* Hundreds hold rally at platinum belt stadium
* Strikes raise worries about government finances
* Wildcat strikers sacked at Bokoni mine
(Adds quote and sackings at Bokoni mine)
By Jon Herskovitz
JOHANNESBURG, Oct 6 (Reuters) - Hundreds of striking South African workers rallied on Saturday to press Anglo American Platinum to revoke its decision to fire 12,000 wildcat strikers amid a wave of labour strife sweeping Africa's largest economy.
Nearly 50 people have been killed since August in labour conflict in the crucial mining sector, and President Jacob Zuma's ruling ANC is struggling to damp down some of the worst social unrest since the end of apartheid in 1994.
Several hundred workers, watched closely by police, held a rally in a soccer stadium near the platinum belt hub city of Rustenburg, 120 km (70 miles) northwest of Johannesburg, and were urged to fight for their jobs.
"Ignore those SMS's you've received saying you have been dismissed," one labour leader was quoted as saying by radio broadcaster Eyewitness News.
The sackings at Amplats (Anglo American Platinum) on Friday triggered a 4 percent fall to 3-1/2 year lows in South Africa's rand as investors dumped the country's assets.
"It just isn't fair. The company pays me little and I have worked here for years," one of the sacked miners, who asked not to be named, told Reuters by phone.
In a related move, Atlatsa Resources has sacked some of the 2,500 workers who went on a wildcat strike this week at its Bokoni platinum mine in South Africa, a company official said on Saturday.
Bokoni, a joint venture with Anglo American Platinum, is to release more details of the move on Monday.
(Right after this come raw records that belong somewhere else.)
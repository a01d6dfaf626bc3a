//! Availability directory
//!
//! Answers "who is available near this point at this time" by combining the
//! cached roster, the weekly availability model and proximity ranking.

use crate::Result;
use crate::availability::is_available_at;
use crate::cache::{CachePolicy, CacheStatus, ResilientCache};
use crate::error::EngineError;
use crate::models::{GeoPoint, ParticipantId, RosterEntry, WeeklySchedule};
use crate::proximity::{RankedResult, nearest};
use async_trait::async_trait;
use chrono::NaiveDateTime;
use parking_lot::RwLock;
use std::sync::Arc;
use tracing::{debug, info};

/// Source of the participant roster
#[async_trait]
pub trait RosterSupplier: Send + Sync {
    /// Load the full roster. May be slow and may fail.
    async fn fetch_roster(&self) -> anyhow::Result<Vec<RosterEntry>>;

    /// Insert or replace an entry. Returns `false` when the roster is owned
    /// by an external store and registration has to happen there.
    fn upsert(&self, _entry: RosterEntry) -> bool {
        false
    }
}

/// Roster kept in process memory
#[derive(Debug, Default)]
pub struct InMemoryRoster {
    entries: RwLock<Vec<RosterEntry>>,
}

impl InMemoryRoster {
    #[must_use]
    pub fn new(entries: Vec<RosterEntry>) -> Self {
        Self {
            entries: RwLock::new(entries),
        }
    }

    #[must_use]
    pub fn len(&self) -> usize {
        self.entries.read().len()
    }

    #[must_use]
    pub fn is_empty(&self) -> bool {
        self.entries.read().is_empty()
    }
}

#[async_trait]
impl RosterSupplier for InMemoryRoster {
    async fn fetch_roster(&self) -> anyhow::Result<Vec<RosterEntry>> {
        Ok(self.entries.read().clone())
    }

    fn upsert(&self, entry: RosterEntry) -> bool {
        let mut entries = self.entries.write();
        match entries.iter_mut().find(|existing| existing.id == entry.id) {
            Some(existing) => *existing = entry,
            None => entries.push(entry),
        }
        true
    }
}

/// Directory of participants ranked by availability and distance
pub struct AvailabilityDirectory {
    supplier: Arc<dyn RosterSupplier>,
    roster: ResilientCache<Arc<Vec<RosterEntry>>>,
}

impl AvailabilityDirectory {
    /// Create a directory whose roster comes from `supplier`
    pub fn new(supplier: Arc<dyn RosterSupplier>, policy: CachePolicy) -> Self {
        let source = Arc::clone(&supplier);
        let roster = ResilientCache::new("roster", policy, move || {
            let source = Arc::clone(&source);
            async move { source.fetch_roster().await.map(Arc::new) }
        });
        Self { supplier, roster }
    }

    /// Create a directory backed by an initially empty [`InMemoryRoster`]
    #[must_use]
    pub fn in_memory(policy: CachePolicy) -> Self {
        Self::new(Arc::new(InMemoryRoster::default()), policy)
    }

    /// Register or update a participant.
    ///
    /// The change is picked up by the next roster fetch (expiry, refresh or
    /// invalidate). Externally sourced rosters ignore registration.
    pub fn register(
        &self,
        id: impl Into<ParticipantId>,
        schedule: WeeklySchedule,
        point: GeoPoint,
    ) -> Result<()> {
        self.register_entry(RosterEntry::new(id, schedule, point))
    }

    /// Register a full entry, passthrough fields included
    pub fn register_entry(&self, entry: RosterEntry) -> Result<()> {
        if entry.id.0.trim().is_empty() {
            return Err(EngineError::validation("participant id cannot be empty"));
        }
        let id = entry.id.clone();
        if self.supplier.upsert(entry) {
            debug!("Registered participant {}", id);
        } else {
            debug!("Roster is externally sourced, ignoring registration of {}", id);
        }
        Ok(())
    }

    /// Participants available at `at`, nearest to `point` first
    pub async fn query_available_near(
        &self,
        point: &GeoPoint,
        at: NaiveDateTime,
        max_results: usize,
    ) -> Result<Vec<RankedResult<ParticipantId>>> {
        let ranked = self.query_entries_near(point, at, max_results).await?;
        Ok(ranked
            .into_iter()
            .map(|result| result.map(|entry| entry.id))
            .collect())
    }

    /// Like [`Self::query_available_near`] but returns whole roster entries
    #[tracing::instrument(level = "debug", skip(self, point), fields(point = %point.format_coordinates()))]
    pub async fn query_entries_near(
        &self,
        point: &GeoPoint,
        at: NaiveDateTime,
        max_results: usize,
    ) -> Result<Vec<RankedResult<RosterEntry>>> {
        let roster = self.roster.fetch(false).await?;

        let available = roster
            .iter()
            .filter(|entry| is_available_at(&entry.schedule, at));
        let ranked: Vec<RankedResult<RosterEntry>> = nearest(point, available, max_results)
            .into_iter()
            .map(|result| result.map(Clone::clone))
            .collect();

        debug!(
            "{} of {} participants available near {}",
            ranked.len(),
            roster.len(),
            point.format_coordinates()
        );
        Ok(ranked)
    }

    /// Reload the roster from the supplier
    pub async fn refresh_roster(&self) -> Result<Arc<Vec<RosterEntry>>> {
        let roster = self.roster.refresh().await?;
        info!("Roster refreshed with {} participants", roster.len());
        Ok(roster)
    }

    /// Forget the cached roster
    pub fn invalidate_roster(&self) {
        self.roster.invalidate();
    }

    #[must_use]
    pub fn roster_status(&self) -> CacheStatus {
        self.roster.status()
    }
}

#[cfg(test)]
mod tests {
    use super::*;
    use crate::cache::RetryPolicy;
    use crate::models::DayWindow;
    use chrono::NaiveDate;
    use std::sync::atomic::{AtomicUsize, Ordering};
    use std::time::Duration;

    struct BrokenSupplier {
        calls: AtomicUsize,
    }

    #[async_trait]
    impl RosterSupplier for BrokenSupplier {
        async fn fetch_roster(&self) -> anyhow::Result<Vec<RosterEntry>> {
            self.calls.fetch_add(1, Ordering::SeqCst);
            anyhow::bail!("document store unreachable")
        }
    }

    fn policy() -> CachePolicy {
        CachePolicy {
            max_age: Duration::from_secs(60),
            retry: RetryPolicy {
                attempts: 2,
                base_delay: Duration::from_millis(10),
                attempt_timeout: None,
            },
        }
    }

    fn point(lat: f64, lon: f64) -> GeoPoint {
        GeoPoint::new(lat, lon).unwrap()
    }

    /// 2024-01-02 is a Tuesday
    fn tuesday_at(hour: u32) -> NaiveDateTime {
        NaiveDate::from_ymd_opt(2024, 1, 2)
            .unwrap()
            .and_hms_opt(hour, 0, 0)
            .unwrap()
    }

    fn office_hours() -> WeeklySchedule {
        WeeklySchedule::every_day(DayWindow::parse("09:00", "17:00").unwrap())
    }

    #[tokio::test]
    async fn test_inactive_participant_excluded() {
        let roster = InMemoryRoster::new(vec![
            RosterEntry::new("A", office_hours(), point(40.00, -74.00)),
            RosterEntry::new("B", WeeklySchedule::inactive(), point(40.01, -74.01)),
        ]);
        let directory = AvailabilityDirectory::new(Arc::new(roster), policy());

        let results = directory
            .query_available_near(&point(40.00, -74.00), tuesday_at(10), 5)
            .await
            .unwrap();

        assert_eq!(results.len(), 1);
        assert_eq!(results[0].item, ParticipantId::from("A"));
        assert_eq!(results[0].distance_km, 0.0);
    }

    #[tokio::test]
    async fn test_nobody_available_is_empty_not_error() {
        let roster = InMemoryRoster::new(vec![RosterEntry::new(
            "A",
            office_hours(),
            point(40.0, -74.0),
        )]);
        let directory = AvailabilityDirectory::new(Arc::new(roster), policy());

        let results = directory
            .query_available_near(&point(40.0, -74.0), tuesday_at(20), 5)
            .await
            .unwrap();
        assert!(results.is_empty());
    }

    #[tokio::test(start_paused = true)]
    async fn test_fetch_failure_propagates() {
        let supplier = Arc::new(BrokenSupplier {
            calls: AtomicUsize::new(0),
        });
        let directory = AvailabilityDirectory::new(supplier.clone(), policy());

        let err = directory
            .query_available_near(&point(0.0, 0.0), tuesday_at(10), 5)
            .await
            .unwrap_err();
        assert!(matches!(err, EngineError::Fetch(_)));
        assert_eq!(supplier.calls.load(Ordering::SeqCst), 2);
        assert_eq!(directory.roster_status(), CacheStatus::Failed);

        let err = directory.refresh_roster().await.unwrap_err();
        assert!(matches!(err, EngineError::Fetch(_)));
    }

    #[tokio::test]
    async fn test_registration_visible_after_refresh() {
        let directory = AvailabilityDirectory::in_memory(policy());
        let here = point(52.52, 13.40);

        assert!(directory
            .query_available_near(&here, tuesday_at(10), 5)
            .await
            .unwrap()
            .is_empty());

        directory.register("C", office_hours(), here).unwrap();
        // Cached roster is still the empty one
        assert!(directory
            .query_available_near(&here, tuesday_at(10), 5)
            .await
            .unwrap()
            .is_empty());

        assert_eq!(directory.refresh_roster().await.unwrap().len(), 1);
        let results = directory
            .query_available_near(&here, tuesday_at(10), 5)
            .await
            .unwrap();
        assert_eq!(results[0].item, ParticipantId::from("C"));
    }

    #[tokio::test]
    async fn test_register_replaces_existing_entry() {
        let roster = Arc::new(InMemoryRoster::default());
        let directory = AvailabilityDirectory::new(roster.clone(), policy());

        directory
            .register("D", WeeklySchedule::inactive(), point(1.0, 1.0))
            .unwrap();
        directory
            .register("D", office_hours(), point(1.0, 1.0))
            .unwrap();
        assert_eq!(roster.len(), 1);

        directory.invalidate_roster();
        let results = directory
            .query_available_near(&point(1.0, 1.0), tuesday_at(12), 5)
            .await
            .unwrap();
        assert_eq!(results.len(), 1);
    }

    #[test]
    fn test_register_rejects_blank_id() {
        let directory = AvailabilityDirectory::in_memory(policy());
        let err = directory
            .register("  ", office_hours(), point(0.0, 0.0))
            .unwrap_err();
        assert!(matches!(err, EngineError::Validation { .. }));
    }

    #[test]
    fn test_external_supplier_ignores_registration() {
        let supplier = Arc::new(BrokenSupplier {
            calls: AtomicUsize::new(0),
        });
        let directory = AvailabilityDirectory::new(supplier.clone(), policy());
        assert!(directory
            .register("E", office_hours(), point(0.0, 0.0))
            .is_ok());
        assert_eq!(supplier.calls.load(Ordering::SeqCst), 0);
    }
}
//! Weekly availability evaluation
//!
//! Pure functions over a [`WeeklySchedule`]. Every function takes the instant
//! to evaluate explicitly; periodic re-evaluation (for example a countdown
//! refreshed every minute) belongs to the caller. Instants are wall-clock
//! readings in the schedule's own local time.

use crate::models::{DayWindow, TimeOfDay, Weekday, WeeklySchedule};
use chrono::{Datelike, Duration, NaiveDateTime, Timelike};
use serde::{Deserialize, Serialize};

/// Days scanned by [`next_available_window`] when no horizon is given
pub const DEFAULT_HORIZON_DAYS: u32 = 7;

/// The next window in which a participant becomes available
#[derive(Debug, Clone, Copy, PartialEq, Eq, Serialize, Deserialize)]
pub struct NextWindow {
    pub weekday: Weekday,
    pub window: DayWindow,
    /// Wall-clock instant at which the window opens
    pub starts_at: NaiveDateTime,
}

fn weekday_of(at: &NaiveDateTime) -> Weekday {
    Weekday::from(at.weekday())
}

fn minute_of_day(at: &NaiveDateTime) -> u32 {
    at.hour() * 60 + at.minute()
}

/// Whether the schedule has the participant available at `at`.
///
/// Both window bounds are inclusive at minute resolution.
#[must_use]
pub fn is_available_at(schedule: &WeeklySchedule, at: NaiveDateTime) -> bool {
    schedule
        .window(weekday_of(&at))
        .contains(minute_of_day(&at))
}

/// Minutes left in the current window, or `None` when not available
#[must_use]
pub fn remaining_minutes(schedule: &WeeklySchedule, at: NaiveDateTime) -> Option<u32> {
    let window = schedule.window(weekday_of(&at));
    let minute = minute_of_day(&at);
    window
        .contains(minute)
        .then(|| window.end.minutes() - minute)
}

/// First active window starting at or after `at` within `horizon_days` days.
///
/// A window on the current day whose start has already passed is skipped,
/// even when `at` falls inside it.
#[must_use]
pub fn next_available_window(
    schedule: &WeeklySchedule,
    at: NaiveDateTime,
    horizon_days: u32,
) -> Option<NextWindow> {
    let today = weekday_of(&at);
    let now = minute_of_day(&at);

    // Offsets past one week only repeat weekdays already seen
    (0..horizon_days.min(8)).find_map(|offset| {
        let weekday = today.plus_days(offset as usize);
        let window = schedule.window(weekday);
        if !window.is_active() {
            return None;
        }
        if offset == 0 && window.start.minutes() < now {
            return None;
        }
        let date = at.date() + Duration::days(i64::from(offset));
        let starts_at = date.and_hms_opt(window.start.hour(), window.start.minute(), 0)?;
        Some(NextWindow {
            weekday,
            window,
            starts_at,
        })
    })
}

/// Render minutes since midnight on a 12-hour clock, e.g. `"9:05 AM"`
#[must_use]
pub fn format_clock(minutes: u32) -> String {
    let minutes = minutes % 1440;
    let hour = minutes / 60;
    let suffix = if hour < 12 { "AM" } else { "PM" };
    let display_hour = match hour % 12 {
        0 => 12,
        h => h,
    };
    format!("{display_hour}:{:02} {suffix}", minutes % 60)
}

/// Render a window as `"9:00 AM - 5:00 PM"`, or `"Unavailable"`
#[must_use]
pub fn format_window(window: &DayWindow) -> String {
    if !window.is_active() {
        return "Unavailable".to_string();
    }
    format!(
        "{} - {}",
        format_clock(window.start.minutes()),
        format_clock(window.end.minutes())
    )
}

impl TimeOfDay {
    /// 12-hour clock rendering of this time
    #[must_use]
    pub fn to_clock_string(self) -> String {
        format_clock(self.minutes())
    }
}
Workers have two days to appeal the decision.
Each miner supports on average about 8 to 10 people, often living in abject poverty, according to industry data. The sackings could cut off income to more than 100,000 people.
Wage increases of up to 22 percent awarded to end a wildcat strike at Lonmin's platinum mine last month have led other workers to strike at other mines, car makers and municipal governments.
Zuma tried to reassure investors by saying this week that since the end of white-minority rule South Africans have shown "the capacity to overcome difficulties when we work together".
With an ANC leadership run-off looming in December, Nelson Mandela's 100-year-old liberation movement is preoccupied with its own divisions. Zuma is seen as unlikely to take any action that could upset his political allies in the unions.
In a move that helped relieve tensions, several hundred striking miners have ended a three-day work stoppage at the South African operations of Petra Diamonds .
"There was no deal. They just agreed to return to work," Lesiba Seshoka, spokesman for the powerful National Union of Mineworkers, told Reuters.